Dye staining enhances visualization of epithelial disruptions, with rose bengal and lissamine green particularly useful in highlighting devitalized conjunctival cells. Unlike fluorescein, which marks areas of epithelial breakdown, rose bengal delineates regions of poor mucin coverage, a common finding in SLK. This staining pattern is most pronounced at the superior limbus and adjacent conjunctiva, offering further diagnostic confirmation.

Tear film analysis provides additional insights, as SLK frequently presents alongside tear instability. While tear break-up time (TBUT) is not a definitive marker, shortened TBUT values suggest underlying tear dysfunction. Impression cytology, which collects superficial conjunctival cells for histological analysis, can reveal epithelial changes such as squamous metaplasia and goblet cell loss, helping distinguish SLK from other chronic conjunctival disorders.

Pharmacologic And Supportive Treatments

Managing SLK requires a combination of pharmacologic and supportive therapies to reduce inflammation, alleviate symptoms, and minimize mechanical irritation. Lubricating eye drops, particularly preservative-free artificial tears, serve as a first-line approach by reducing friction between the superior conjunctiva and cornea. Formulations containing carboxymethylcellulose or hyaluronic acid provide prolonged hydration and mucin stabilization, improving ocular surface integrity. More viscous gels or ointments may be recommended for nighttime use to prevent irritation during sleep.

Topical corticosteroids, such as loteprednol etabonate or fluorometholone, may be used short-term to control persistent inflammation. These low-potency steroids suppress conjunctival hyperemia and epithelial damage without the high risk of intraocular pressure elevation associated with stronger agents like dexamethasone. However, prolonged steroid use requires careful monitoring due to potential complications such as cataract formation and glaucoma.

For recurrent or severe SLK, topical cyclosporine 0.05% has shown promise in reducing inflammation and improving long-term symptom control by modulating immune responses and enhancing tear film stability. Tacrolimus, another calcineurin inhibitor, has been explored in refractory cases, though its use remains off-label for SLK.

Surgical Interventions

For patients with persistent or severe SLK unresponsive to pharmacologic and supportive treatments, surgical intervention may be necessary. These procedures aim to reduce mechanical friction, improve ocular surface stability, and alleviate chronic inflammation.

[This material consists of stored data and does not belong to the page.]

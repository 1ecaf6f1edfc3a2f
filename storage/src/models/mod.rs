//! Row models for the storage crate.

mod channel;
mod conversation;
mod message_record;

pub use channel::ChannelRecord;
pub use conversation::ConversationRecord;
pub use message_record::MessageRecord;
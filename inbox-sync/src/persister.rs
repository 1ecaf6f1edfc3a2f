//! Bulk persister: bulk-first insert with a row-by-row fallback.
//!
//! The two paths are one strategy object so each is testable on its own.
//! The bulk statement skips duplicate rows itself; the fallback only runs
//! when the bulk call fails outright (e.g. connectivity), and a single row's
//! failure there never aborts its siblings.

use inbox_core::{NormalizedMessage, Result};
use storage::{ConversationRepository, MessageRepository};
use tracing::{info, warn};

use crate::adapters::to_record;

/// What persistence did with a batch.
#[derive(Debug, Clone, Copy, Default)]
pub struct PersistOutcome {
    pub saved: usize,
    /// Rows that failed individually on the fallback path.
    pub errors: usize,
}

pub struct BulkPersister {
    messages: MessageRepository,
    conversations: ConversationRepository,
}

impl BulkPersister {
    pub fn new(messages: MessageRepository, conversations: ConversationRepository) -> Self {
        Self {
            messages,
            conversations,
        }
    }

    pub async fn persist(
        &self,
        conversation_id: &str,
        batch: &[NormalizedMessage],
    ) -> Result<PersistOutcome> {
        if batch.is_empty() {
            return Ok(PersistOutcome::default());
        }

        let records: Vec<storage::MessageRecord> = batch.iter().map(to_record).collect();

        let outcome = match self.messages.bulk_insert(&records).await {
            Ok(written) => PersistOutcome {
                saved: written as usize,
                errors: 0,
            },
            Err(err) => {
                warn!(
                    conversation_id,
                    error = %err,
                    "Bulk insert failed; retrying row by row"
                );
                self.insert_each(&records).await
            }
        };

        if outcome.saved > 0 {
            // One touch per run, not per message. The messages are already
            // saved at this point, so a failed touch only logs.
            if let Err(err) = self.conversations.touch(conversation_id).await {
                warn!(conversation_id, error = %err, "Failed to touch conversation");
            }
        }

        info!(
            conversation_id,
            saved = outcome.saved,
            errors = outcome.errors,
            "Persisted message batch"
        );
        Ok(outcome)
    }

    /// Fallback path: every record on its own, counting failures.
    async fn insert_each(&self, records: &[storage::MessageRecord]) -> PersistOutcome {
        let mut saved = 0;
        let mut errors = 0;

        for record in records {
            match self.messages.insert(record).await {
                Ok(true) => saved += 1,
                // Duplicate skipped by the unique index; already counted by
                // the deduplicator on the normal path.
                Ok(false) => {}
                Err(err) => {
                    warn!(
                        message_id = %record.id,
                        error = %err,
                        "Failed to insert message"
                    );
                    errors += 1;
                }
            }
        }

        PersistOutcome { saved, errors }
    }
}
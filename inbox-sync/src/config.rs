//! Sync config: database, Graph API endpoint, logging. Loaded from env.

use anyhow::Result;
use std::env;

/// Runtime configuration for the sync pipeline.
#[derive(Debug, Clone)]
pub struct SyncConfig {
    /// DATABASE_URL
    pub database_url: String,
    /// GRAPH_API_URL; override to point at a test server
    pub graph_api_url: String,
    /// GRAPH_API_VERSION
    pub graph_api_version: String,
    /// Log file path
    pub log_file: String,
}

impl SyncConfig {
    /// Load from environment variables. `database_url` overrides DATABASE_URL
    /// if provided.
    pub fn load(database_url: Option<String>) -> Result<Self> {
        let database_url = database_url
            .or_else(|| env::var("DATABASE_URL").ok())
            .unwrap_or_else(|| "file:./inbox.db".to_string());
        let graph_api_url = env::var("GRAPH_API_URL")
            .unwrap_or_else(|_| "https://graph.facebook.com".to_string());
        let graph_api_version =
            env::var("GRAPH_API_VERSION").unwrap_or_else(|_| "v19.0".to_string());
        let log_file =
            env::var("LOG_FILE").unwrap_or_else(|_| "logs/inbox-sync.log".to_string());

        Ok(Self {
            database_url,
            graph_api_url,
            graph_api_version,
            log_file,
        })
    }

    /// Validate config (GRAPH_API_URL must parse as a URL).
    pub fn validate(&self) -> Result<()> {
        if reqwest::Url::parse(&self.graph_api_url).is_err() {
            anyhow::bail!(
                "GRAPH_API_URL is set but not a valid URL: {}",
                self.graph_api_url
            );
        }
        Ok(())
    }
}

Superior conjunctival resection, one of the most common procedures, involves excising redundant conjunctival tissue to reduce friction between the conjunctiva and upper eyelid. This technique provides significant symptom relief in most cases, with studies reporting improvement in over 80% of patients (Ophthalmology, 2015). The procedure, performed under local anesthesia, removes a strip of conjunctiva from the superior limbus, followed by suturing or cauterization to promote smooth healing. Postoperative care includes lubricants, antibiotics, and mild anti-inflammatory agents to minimize complications.

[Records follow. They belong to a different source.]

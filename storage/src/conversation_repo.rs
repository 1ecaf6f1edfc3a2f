//! Conversation repository: lookups scoped by company and channel, plus the
//! `touch` used after a successful message sync.

use crate::error::StorageError;
use crate::models::ConversationRecord;
use crate::sqlite_pool::SqlitePoolManager;
use chrono::Utc;
use tracing::info;

#[derive(Clone)]
pub struct ConversationRepository {
    pool_manager: SqlitePoolManager,
}

impl ConversationRepository {
    pub async fn new(pool_manager: SqlitePoolManager) -> Result<Self, StorageError> {
        let repo = Self { pool_manager };
        repo.init().await?;
        Ok(repo)
    }

    async fn init(&self) -> Result<(), StorageError> {
        let pool = self.pool_manager.pool();

        sqlx::query(
            r#"
            CREATE TABLE IF NOT EXISTS conversations (
                id TEXT PRIMARY KEY,
                company_id TEXT NOT NULL,
                channel TEXT NOT NULL,
                customer_psid TEXT,
                metadata TEXT,
                created_at TEXT NOT NULL,
                updated_at TEXT NOT NULL
            )
            "#,
        )
        .execute(pool)
        .await?;

        sqlx::query(
            r#"
            CREATE INDEX IF NOT EXISTS idx_conversations_company_id ON conversations(company_id);
            CREATE INDEX IF NOT EXISTS idx_conversations_channel ON conversations(channel);
            "#,
        )
        .execute(pool)
        .await?;

        Ok(())
    }

    pub async fn save(&self, conversation: &ConversationRecord) -> Result<(), StorageError> {
        let pool = self.pool_manager.pool();

        sqlx::query(
            r#"
            INSERT INTO conversations (id, company_id, channel, customer_psid, metadata, created_at, updated_at)
            VALUES (?, ?, ?, ?, ?, ?, ?)
            "#,
        )
        .bind(&conversation.id)
        .bind(&conversation.company_id)
        .bind(&conversation.channel)
        .bind(&conversation.customer_psid)
        .bind(&conversation.metadata)
        .bind(conversation.created_at)
        .bind(conversation.updated_at)
        .execute(pool)
        .await?;

        info!("Saved conversation: id={}", conversation.id);
        Ok(())
    }

    /// Company-scoped lookup used by the sync resolver: the conversation must
    /// belong to the company and live on the given channel.
    pub async fn find_for_company(
        &self,
        conversation_id: &str,
        company_id: &str,
        channel: &str,
    ) -> Result<Option<ConversationRecord>, StorageError> {
        let pool = self.pool_manager.pool();

        sqlx::query_as::<_, ConversationRecord>(
            "SELECT * FROM conversations WHERE id = ? AND company_id = ? AND channel = ?",
        )
        .bind(conversation_id)
        .bind(company_id)
        .bind(channel)
        .fetch_optional(pool)
        .await
        .map_err(StorageError::from)
    }

    pub async fn find_by_id(
        &self,
        conversation_id: &str,
    ) -> Result<Option<ConversationRecord>, StorageError> {
        let pool = self.pool_manager.pool();

        sqlx::query_as::<_, ConversationRecord>("SELECT * FROM conversations WHERE id = ?")
            .bind(conversation_id)
            .fetch_optional(pool)
            .await
            .map_err(StorageError::from)
    }

    /// Bumps `updated_at` to now. Called once per sync run after any inserts,
    /// never per message.
    pub async fn touch(&self, conversation_id: &str) -> Result<(), StorageError> {
        let pool = self.pool_manager.pool();

        sqlx::query("UPDATE conversations SET updated_at = ? WHERE id = ?")
            .bind(Utc::now())
            .bind(conversation_id)
            .execute(pool)
            .await?;

        Ok(())
    }

    /// Deletes the conversation; its messages cascade.
    pub async fn delete(&self, conversation_id: &str) -> Result<bool, StorageError> {
        let pool = self.pool_manager.pool();

        let result = sqlx::query("DELETE FROM conversations WHERE id = ?")
            .bind(conversation_id)
            .execute(pool)
            .await?;

        Ok(result.rows_affected() > 0)
    }
}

For recurrent SLK despite conjunctival resection, additional surgical options may be explored. Thermocautery, which applies controlled heat to shrink excessive conjunctival tissue, helps tighten the conjunctiva and reduce its tendency to fold over the limbus during blinking. Amniotic membrane transplantation, though less commonly performed for SLK, may aid in ocular surface healing by providing anti-inflammatory and regenerative properties. This approach may be beneficial in cases complicated by severe conjunctival damage or coexisting ocular surface disease.

Long-term outcomes following surgical intervention are generally favorable, though some patients may require repeat procedures if conjunctival laxity redevelops.